Data records:

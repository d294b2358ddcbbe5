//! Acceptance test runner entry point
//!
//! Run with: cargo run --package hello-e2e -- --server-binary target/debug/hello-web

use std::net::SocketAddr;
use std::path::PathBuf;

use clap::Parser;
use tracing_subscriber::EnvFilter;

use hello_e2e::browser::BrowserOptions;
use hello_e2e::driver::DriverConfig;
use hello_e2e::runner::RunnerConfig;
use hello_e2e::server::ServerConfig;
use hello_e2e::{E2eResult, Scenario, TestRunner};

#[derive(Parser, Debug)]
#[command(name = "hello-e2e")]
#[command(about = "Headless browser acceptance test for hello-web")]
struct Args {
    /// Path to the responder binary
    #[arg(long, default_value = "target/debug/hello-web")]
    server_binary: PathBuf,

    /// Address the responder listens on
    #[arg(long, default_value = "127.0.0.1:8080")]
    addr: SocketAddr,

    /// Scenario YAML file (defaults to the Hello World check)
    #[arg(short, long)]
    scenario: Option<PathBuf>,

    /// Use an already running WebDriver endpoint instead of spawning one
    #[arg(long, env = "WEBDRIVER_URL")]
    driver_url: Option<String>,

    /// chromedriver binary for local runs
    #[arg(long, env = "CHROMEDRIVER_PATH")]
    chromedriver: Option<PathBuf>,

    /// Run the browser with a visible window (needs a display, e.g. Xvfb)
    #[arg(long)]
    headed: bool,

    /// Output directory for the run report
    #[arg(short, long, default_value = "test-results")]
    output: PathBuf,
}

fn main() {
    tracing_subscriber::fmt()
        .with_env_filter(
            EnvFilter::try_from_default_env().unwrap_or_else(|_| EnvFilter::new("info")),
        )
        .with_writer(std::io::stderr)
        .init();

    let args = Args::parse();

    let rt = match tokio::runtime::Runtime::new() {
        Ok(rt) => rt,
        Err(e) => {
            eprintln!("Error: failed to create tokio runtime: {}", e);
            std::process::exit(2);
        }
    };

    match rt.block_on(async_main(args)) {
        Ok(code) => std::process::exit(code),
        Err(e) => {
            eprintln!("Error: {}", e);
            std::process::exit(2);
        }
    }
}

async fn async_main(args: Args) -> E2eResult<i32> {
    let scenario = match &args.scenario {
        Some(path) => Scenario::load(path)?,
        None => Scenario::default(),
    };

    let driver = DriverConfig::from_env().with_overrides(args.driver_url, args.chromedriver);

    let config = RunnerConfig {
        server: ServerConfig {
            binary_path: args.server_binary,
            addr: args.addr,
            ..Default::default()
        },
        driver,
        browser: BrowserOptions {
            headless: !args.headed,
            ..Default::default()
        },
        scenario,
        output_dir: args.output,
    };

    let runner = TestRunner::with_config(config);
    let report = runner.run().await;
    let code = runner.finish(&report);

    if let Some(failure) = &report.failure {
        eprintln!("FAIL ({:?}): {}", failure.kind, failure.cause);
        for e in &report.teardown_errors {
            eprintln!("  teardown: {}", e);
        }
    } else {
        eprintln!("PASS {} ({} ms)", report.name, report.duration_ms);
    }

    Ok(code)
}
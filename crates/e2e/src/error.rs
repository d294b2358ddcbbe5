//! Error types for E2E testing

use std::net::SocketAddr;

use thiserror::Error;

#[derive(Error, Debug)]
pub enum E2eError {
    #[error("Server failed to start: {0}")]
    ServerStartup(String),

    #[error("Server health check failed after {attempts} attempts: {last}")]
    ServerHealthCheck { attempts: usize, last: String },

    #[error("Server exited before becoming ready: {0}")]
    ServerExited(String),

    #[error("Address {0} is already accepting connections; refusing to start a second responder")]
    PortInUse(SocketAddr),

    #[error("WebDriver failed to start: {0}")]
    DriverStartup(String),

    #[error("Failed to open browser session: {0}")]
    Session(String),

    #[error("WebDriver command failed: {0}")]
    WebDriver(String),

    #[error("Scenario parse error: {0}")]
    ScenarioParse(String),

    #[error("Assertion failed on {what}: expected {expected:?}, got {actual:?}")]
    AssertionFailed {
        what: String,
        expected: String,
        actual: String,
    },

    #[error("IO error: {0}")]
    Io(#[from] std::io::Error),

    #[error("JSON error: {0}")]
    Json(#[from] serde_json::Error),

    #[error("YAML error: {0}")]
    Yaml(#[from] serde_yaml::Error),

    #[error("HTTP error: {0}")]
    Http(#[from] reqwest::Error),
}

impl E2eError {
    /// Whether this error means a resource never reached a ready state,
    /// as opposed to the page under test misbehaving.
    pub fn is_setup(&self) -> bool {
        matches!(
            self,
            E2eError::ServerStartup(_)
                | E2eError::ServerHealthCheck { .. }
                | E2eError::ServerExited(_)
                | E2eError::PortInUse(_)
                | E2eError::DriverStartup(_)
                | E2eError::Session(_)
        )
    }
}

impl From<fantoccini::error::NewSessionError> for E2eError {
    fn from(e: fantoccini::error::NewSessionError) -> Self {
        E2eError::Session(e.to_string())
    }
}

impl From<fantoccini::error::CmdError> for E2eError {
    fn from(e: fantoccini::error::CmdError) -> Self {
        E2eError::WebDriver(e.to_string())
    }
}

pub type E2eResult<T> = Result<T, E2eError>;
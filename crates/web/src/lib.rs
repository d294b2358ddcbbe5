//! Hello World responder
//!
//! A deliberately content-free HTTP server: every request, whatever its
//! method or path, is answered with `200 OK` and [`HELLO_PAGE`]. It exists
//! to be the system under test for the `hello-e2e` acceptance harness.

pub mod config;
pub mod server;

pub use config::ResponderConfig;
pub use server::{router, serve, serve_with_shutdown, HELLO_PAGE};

PROBLEM
From the data above, copy each line exactly.

RESULT OF THIS TASK
repository d294b2358ddcbbe5
//! Acceptance test runner entry point
//!
//! Run with: cargo run --package hello-e2e -- --server-binary target/debug/hello-web

use std::net::SocketAddr;
use std::path::PathBuf;

use clap::Parser;
use tracing_subscriber::EnvFilter;

use hello_e2e::browser::BrowserOptions;
use hello_e2e::driver::DriverConfig;
use hello_e2e::runner::RunnerConfig;
use hello_e2e::server::ServerConfig;
use hello_e2e::{E2eResult, Scenario, TestRunner};

#[derive(Parser, Debug)]
#[command(name = "hello-e2e")]
#[command(about = "Headless browser acceptance test for hello-web")]
struct Args {
    /// Path to the responder binary
    #[arg(long, default_value = "target/debug/hello-web")]
    server_binary: PathBuf,

    /// Address the responder listens on
    #[arg(long, default_value = "127.0.0.1:8080")]
    addr: SocketAddr,

    /// Scenario YAML file (defaults to the Hello World check)
    #[arg(short, long)]
    scenario: Option<PathBuf>,

    /// Use an already running WebDriver endpoint instead of spawning one
    #[arg(long, env = "WEBDRIVER_URL")]
    driver_url: Option<String>,

    /// chromedriver binary for local runs
    #[arg(long, env = "CHROMEDRIVER_PATH")]
    chromedriver: Option<PathBuf>,

    /// Run the browser with a visible window (needs a display, e.g. Xvfb)
    #[arg(long)]
    headed: bool,

    /// Output directory for the run report
    #[arg(short, long, default_value = "test-results")]
    output: PathBuf,
}

fn main() {
    tracing_subscriber::fmt()
        .with_env_filter(
            EnvFilter::try_from_default_env().unwrap_or_else(|_| EnvFilter::new("info")),
        )
        .with_writer(std::io::stderr)
        .init();

    let args = Args::parse();

    let rt = match tokio::runtime::Runtime::new() {
        Ok(rt) => rt,
        Err(e) => {
            eprintln!("Error: failed to create tokio runtime: {}", e);
            std::process::exit(2);
        }
    };

    match rt.block_on(async_main(args)) {
        Ok(code) => std::process::exit(code),
        Err(e) => {
            eprintln!("Error: {}", e);
            std::process::exit(2);
        }
    }
}

async fn async_main(args: Args) -> E2eResult<i32> {
    let scenario = match &args.scenario {
        Some(path) => Scenario::load(path)?,
        None => Scenario::default(),
    };

    let driver = DriverConfig::from_env().with_overrides(args.driver_url, args.chromedriver);

    let config = RunnerConfig {
        server: ServerConfig {
            binary_path: args.server_binary,
            addr: args.addr,
            ..Default::default()
        },
        driver,
        browser: BrowserOptions {
            headless: !args.headed,
            ..Default::default()
        },
        scenario,
        output_dir: args.output,
    };

    let runner = TestRunner::with_config(config);
    let report = runner.run().await;
    let code = runner.finish(&report);

    if let Some(failure) = &report.failure {
        eprintln!("FAIL ({:?}): {}", failure.kind, failure.cause);
        for e in &report.teardown_errors {
            eprintln!("  teardown: {}", e);
        }
    } else {
        eprintln!("PASS {} ({} ms)", report.name, report.duration_ms);
    }

    Ok(code)
}
filename crates/e2e/src/error.rs
repository d294b2358ddcbbe5
//! Error types for E2E testing

use std::net::SocketAddr;

use thiserror::Error;

#[derive(Error, Debug)]
pub enum E2eError {
    #[error("Server failed to start: {0}")]
    ServerStartup(String),

    #[error("Server health check failed after {attempts} attempts: {last}")]
    ServerHealthCheck { attempts: usize, last: String },

    #[error("Server exited before becoming ready: {0}")]
    ServerExited(String),

    #[error("Address {0} is already accepting connections; refusing to start a second responder")]
    PortInUse(SocketAddr),

    #[error("WebDriver failed to start: {0}")]
    DriverStartup(String),

    #[error("Failed to open browser session: {0}")]
    Session(String),

    #[error("WebDriver command failed: {0}")]
    WebDriver(String),

    #[error("Scenario parse error: {0}")]
    ScenarioParse(String),

    #[error("Assertion failed on {what}: expected {expected:?}, got {actual:?}")]
    AssertionFailed {
        what: String,
        expected: String,
        actual: String,
    },

    #[error("IO error: {0}")]
    Io(#[from] std::io::Error),

    #[error("JSON error: {0}")]
    Json(#[from] serde_json::Error),

    #[error("YAML error: {0}")]
    Yaml(#[from] serde_yaml::Error),

    #[error("HTTP error: {0}")]
    Http(#[from] reqwest::Error),
}

impl E2eError {
    /// Whether this error means a resource never reached a ready state,
    /// as opposed to the page under test misbehaving.
    pub fn is_setup(&self) -> bool {
        matches!(
            self,
            E2eError::ServerStartup(_)
                | E2eError::ServerHealthCheck { .. }
                | E2eError::ServerExited(_)
                | E2eError::PortInUse(_)
                | E2eError::DriverStartup(_)
                | E2eError::Session(_)
        )
    }
}

impl From<fantoccini::error::NewSessionError> for E2eError {
    fn from(e: fantoccini::error::NewSessionError) -> Self {
        E2eError::Session(e.to_string())
    }
}

impl From<fantoccini::error::CmdError> for E2eError {
    fn from(e: fantoccini::error::CmdError) -> Self {
        E2eError::WebDriver(e.to_string())
    }
}

pub type E2eResult<T> = Result<T, E2eError>;
filename crates/web/src/lib.rs
repository d294b2358ddcbbe5
//! Hello World responder
//!
//! A deliberately content-free HTTP server: every request, whatever its
//! method or path, is answered with `200 OK` and [`HELLO_PAGE`]. It exists
//! to be the system under test for the `hello-e2e` acceptance harness.

pub mod config;
pub mod server;

pub use config::ResponderConfig;
pub use server::{router, serve, serve_with_shutdown, HELLO_PAGE};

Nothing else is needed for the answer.